Locate each line of the material that contains "FileConfigAdapter", then return it.

---------- DATASET ENTRIES

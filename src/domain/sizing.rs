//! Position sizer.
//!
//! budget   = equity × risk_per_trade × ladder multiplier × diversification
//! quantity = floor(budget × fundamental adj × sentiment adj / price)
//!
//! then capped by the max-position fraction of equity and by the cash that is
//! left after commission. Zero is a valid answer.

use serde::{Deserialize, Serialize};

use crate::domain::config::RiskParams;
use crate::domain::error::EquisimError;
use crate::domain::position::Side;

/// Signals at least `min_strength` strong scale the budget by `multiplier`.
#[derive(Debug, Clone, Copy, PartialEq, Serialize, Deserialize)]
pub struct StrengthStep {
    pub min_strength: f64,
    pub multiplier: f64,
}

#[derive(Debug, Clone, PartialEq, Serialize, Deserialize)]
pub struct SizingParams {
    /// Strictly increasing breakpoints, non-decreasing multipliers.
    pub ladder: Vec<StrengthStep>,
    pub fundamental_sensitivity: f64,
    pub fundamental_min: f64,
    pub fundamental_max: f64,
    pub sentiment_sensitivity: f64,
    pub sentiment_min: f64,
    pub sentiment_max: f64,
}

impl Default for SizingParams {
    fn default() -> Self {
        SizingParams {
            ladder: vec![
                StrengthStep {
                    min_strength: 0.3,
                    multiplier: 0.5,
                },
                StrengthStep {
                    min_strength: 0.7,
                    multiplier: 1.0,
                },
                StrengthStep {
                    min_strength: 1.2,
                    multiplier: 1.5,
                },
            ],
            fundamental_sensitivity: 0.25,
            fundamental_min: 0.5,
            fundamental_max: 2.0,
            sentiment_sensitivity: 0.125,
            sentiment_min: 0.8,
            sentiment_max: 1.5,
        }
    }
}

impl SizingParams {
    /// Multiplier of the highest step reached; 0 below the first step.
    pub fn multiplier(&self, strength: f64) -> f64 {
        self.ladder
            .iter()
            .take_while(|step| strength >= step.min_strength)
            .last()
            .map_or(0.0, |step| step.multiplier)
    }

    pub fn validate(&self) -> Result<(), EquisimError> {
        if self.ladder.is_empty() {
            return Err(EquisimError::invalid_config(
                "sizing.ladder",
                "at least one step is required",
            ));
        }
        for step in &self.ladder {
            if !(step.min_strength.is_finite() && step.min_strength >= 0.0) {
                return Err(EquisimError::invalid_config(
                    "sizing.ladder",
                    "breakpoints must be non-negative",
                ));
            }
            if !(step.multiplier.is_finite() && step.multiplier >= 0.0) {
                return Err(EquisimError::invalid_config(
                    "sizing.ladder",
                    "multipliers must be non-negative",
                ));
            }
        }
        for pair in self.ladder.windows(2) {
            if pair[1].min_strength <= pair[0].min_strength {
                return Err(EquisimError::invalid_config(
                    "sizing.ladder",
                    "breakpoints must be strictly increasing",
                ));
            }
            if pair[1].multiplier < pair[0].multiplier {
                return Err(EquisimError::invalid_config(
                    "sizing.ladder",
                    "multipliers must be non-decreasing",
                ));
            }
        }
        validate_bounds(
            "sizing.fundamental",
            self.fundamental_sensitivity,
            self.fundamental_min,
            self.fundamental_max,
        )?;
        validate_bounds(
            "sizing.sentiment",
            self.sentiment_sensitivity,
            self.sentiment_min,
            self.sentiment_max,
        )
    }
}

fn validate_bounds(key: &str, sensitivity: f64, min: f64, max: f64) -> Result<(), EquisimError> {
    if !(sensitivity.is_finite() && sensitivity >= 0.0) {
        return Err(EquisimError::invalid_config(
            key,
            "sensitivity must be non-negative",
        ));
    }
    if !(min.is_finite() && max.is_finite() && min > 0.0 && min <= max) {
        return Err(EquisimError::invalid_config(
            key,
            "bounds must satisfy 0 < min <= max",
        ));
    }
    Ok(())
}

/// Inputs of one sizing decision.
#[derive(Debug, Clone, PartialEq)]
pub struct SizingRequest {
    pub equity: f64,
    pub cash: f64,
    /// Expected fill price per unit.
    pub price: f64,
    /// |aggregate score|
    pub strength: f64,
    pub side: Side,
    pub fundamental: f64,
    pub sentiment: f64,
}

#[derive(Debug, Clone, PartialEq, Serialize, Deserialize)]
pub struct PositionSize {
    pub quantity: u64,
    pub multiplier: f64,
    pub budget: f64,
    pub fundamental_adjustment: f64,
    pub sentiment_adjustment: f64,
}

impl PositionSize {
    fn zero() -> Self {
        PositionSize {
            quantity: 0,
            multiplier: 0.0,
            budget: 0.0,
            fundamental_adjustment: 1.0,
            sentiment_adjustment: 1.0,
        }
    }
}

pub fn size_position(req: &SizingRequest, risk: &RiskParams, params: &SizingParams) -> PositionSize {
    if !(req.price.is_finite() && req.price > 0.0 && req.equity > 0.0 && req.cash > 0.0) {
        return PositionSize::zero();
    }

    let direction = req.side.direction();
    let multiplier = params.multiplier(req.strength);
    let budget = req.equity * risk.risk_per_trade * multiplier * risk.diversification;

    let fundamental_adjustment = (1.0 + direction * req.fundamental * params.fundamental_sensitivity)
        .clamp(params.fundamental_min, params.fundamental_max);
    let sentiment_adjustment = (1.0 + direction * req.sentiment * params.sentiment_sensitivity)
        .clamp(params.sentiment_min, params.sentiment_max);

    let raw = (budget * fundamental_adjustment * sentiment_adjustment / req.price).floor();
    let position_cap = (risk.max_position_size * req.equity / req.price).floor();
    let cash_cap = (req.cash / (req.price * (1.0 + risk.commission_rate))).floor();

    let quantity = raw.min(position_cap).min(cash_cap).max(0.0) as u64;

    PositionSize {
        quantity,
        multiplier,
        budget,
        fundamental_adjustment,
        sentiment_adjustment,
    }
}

--------------------
---------- DATASET ENTRIES

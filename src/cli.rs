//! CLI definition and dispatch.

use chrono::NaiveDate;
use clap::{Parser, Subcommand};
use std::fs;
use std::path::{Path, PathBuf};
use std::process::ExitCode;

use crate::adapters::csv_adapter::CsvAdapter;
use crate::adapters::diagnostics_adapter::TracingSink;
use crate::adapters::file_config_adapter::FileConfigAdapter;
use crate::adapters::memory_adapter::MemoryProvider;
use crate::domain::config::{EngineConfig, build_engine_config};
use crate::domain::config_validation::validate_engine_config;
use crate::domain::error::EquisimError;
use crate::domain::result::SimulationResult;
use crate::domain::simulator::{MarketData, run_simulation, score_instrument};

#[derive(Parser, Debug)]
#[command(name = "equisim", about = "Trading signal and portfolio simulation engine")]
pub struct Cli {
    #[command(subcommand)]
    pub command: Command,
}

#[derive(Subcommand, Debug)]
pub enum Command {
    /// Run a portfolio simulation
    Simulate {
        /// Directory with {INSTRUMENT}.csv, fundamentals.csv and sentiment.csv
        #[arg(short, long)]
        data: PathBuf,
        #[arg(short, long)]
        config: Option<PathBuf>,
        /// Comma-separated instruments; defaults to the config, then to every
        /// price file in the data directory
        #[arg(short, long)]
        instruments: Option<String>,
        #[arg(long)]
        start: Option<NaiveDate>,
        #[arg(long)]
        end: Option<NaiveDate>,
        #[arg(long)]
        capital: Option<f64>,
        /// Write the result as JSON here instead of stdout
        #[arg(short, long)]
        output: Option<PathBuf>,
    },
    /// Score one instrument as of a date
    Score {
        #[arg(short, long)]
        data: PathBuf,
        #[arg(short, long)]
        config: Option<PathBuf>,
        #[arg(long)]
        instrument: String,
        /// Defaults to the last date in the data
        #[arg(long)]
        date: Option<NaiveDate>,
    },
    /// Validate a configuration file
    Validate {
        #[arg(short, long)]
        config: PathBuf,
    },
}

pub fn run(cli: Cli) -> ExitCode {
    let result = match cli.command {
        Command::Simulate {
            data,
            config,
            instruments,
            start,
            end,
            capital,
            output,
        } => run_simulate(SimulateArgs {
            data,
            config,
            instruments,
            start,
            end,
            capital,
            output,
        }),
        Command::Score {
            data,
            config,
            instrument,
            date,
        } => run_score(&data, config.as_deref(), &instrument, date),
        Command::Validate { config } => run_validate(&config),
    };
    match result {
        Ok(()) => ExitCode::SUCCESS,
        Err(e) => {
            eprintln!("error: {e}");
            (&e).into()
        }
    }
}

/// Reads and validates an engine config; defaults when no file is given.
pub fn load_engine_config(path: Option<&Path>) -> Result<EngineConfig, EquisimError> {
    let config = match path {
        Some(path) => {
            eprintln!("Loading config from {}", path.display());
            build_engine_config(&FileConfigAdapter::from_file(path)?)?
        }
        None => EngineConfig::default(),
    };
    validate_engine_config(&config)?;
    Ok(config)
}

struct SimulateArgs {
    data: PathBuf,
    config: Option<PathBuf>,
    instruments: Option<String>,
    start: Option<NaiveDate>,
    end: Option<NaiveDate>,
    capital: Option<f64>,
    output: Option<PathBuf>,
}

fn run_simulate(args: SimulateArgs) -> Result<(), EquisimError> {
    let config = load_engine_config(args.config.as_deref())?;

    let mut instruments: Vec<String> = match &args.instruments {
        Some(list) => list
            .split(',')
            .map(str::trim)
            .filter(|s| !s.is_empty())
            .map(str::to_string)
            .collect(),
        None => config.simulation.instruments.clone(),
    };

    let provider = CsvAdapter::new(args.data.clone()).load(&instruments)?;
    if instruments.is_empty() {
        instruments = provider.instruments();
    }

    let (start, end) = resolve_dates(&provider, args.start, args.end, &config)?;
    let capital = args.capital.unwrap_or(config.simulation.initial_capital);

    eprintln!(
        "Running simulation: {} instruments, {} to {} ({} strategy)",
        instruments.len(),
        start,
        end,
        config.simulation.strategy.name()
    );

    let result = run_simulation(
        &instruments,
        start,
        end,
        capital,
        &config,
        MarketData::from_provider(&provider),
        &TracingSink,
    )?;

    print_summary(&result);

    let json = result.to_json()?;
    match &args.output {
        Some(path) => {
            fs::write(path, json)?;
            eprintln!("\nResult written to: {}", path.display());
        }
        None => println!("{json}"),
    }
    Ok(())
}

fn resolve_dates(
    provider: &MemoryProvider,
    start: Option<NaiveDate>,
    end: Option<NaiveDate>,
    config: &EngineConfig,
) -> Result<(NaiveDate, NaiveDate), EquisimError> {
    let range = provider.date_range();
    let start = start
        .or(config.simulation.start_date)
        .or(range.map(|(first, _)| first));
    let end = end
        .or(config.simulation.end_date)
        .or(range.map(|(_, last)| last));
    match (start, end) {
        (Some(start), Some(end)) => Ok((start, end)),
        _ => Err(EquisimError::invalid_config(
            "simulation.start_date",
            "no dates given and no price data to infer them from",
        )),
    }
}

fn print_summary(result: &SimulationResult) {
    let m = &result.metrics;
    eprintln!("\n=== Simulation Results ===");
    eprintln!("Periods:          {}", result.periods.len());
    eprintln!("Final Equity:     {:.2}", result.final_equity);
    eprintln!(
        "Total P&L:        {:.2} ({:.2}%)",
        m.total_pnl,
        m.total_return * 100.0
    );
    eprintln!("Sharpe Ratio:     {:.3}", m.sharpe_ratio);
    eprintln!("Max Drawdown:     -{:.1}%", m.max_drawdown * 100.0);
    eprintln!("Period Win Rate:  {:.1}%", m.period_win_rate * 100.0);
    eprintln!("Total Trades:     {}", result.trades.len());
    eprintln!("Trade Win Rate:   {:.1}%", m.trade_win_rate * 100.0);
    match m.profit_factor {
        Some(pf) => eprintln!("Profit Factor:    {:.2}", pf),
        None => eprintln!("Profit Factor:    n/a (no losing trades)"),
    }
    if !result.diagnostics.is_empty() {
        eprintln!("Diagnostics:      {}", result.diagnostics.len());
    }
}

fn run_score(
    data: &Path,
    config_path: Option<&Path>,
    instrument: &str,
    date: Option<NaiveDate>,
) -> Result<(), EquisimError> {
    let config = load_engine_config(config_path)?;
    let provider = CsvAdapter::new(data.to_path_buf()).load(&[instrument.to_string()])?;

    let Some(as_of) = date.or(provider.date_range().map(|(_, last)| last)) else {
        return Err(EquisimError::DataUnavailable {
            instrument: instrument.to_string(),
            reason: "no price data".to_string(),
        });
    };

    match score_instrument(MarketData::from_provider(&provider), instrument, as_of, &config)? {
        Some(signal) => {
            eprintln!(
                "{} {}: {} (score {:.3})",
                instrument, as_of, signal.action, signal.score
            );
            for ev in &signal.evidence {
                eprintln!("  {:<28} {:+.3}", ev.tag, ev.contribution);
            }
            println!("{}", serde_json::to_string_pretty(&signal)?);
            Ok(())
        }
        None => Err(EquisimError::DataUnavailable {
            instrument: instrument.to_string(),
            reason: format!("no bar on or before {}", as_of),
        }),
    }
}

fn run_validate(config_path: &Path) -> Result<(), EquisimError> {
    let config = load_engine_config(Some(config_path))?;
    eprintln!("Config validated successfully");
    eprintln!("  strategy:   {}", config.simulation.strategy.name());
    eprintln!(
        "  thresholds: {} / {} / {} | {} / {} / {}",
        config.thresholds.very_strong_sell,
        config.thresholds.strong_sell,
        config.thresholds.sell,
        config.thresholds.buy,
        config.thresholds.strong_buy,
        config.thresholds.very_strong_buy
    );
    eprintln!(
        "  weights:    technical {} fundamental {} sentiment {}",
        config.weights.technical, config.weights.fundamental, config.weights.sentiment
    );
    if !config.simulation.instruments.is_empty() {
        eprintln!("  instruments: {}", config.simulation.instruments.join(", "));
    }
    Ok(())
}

--------------------

▶ _WRITTEN RESPONSE_
use crate::adapters::file_config_adapter::FileConfigAdapter;
            build_engine_config(&FileConfigAdapter::from_file(path)?)?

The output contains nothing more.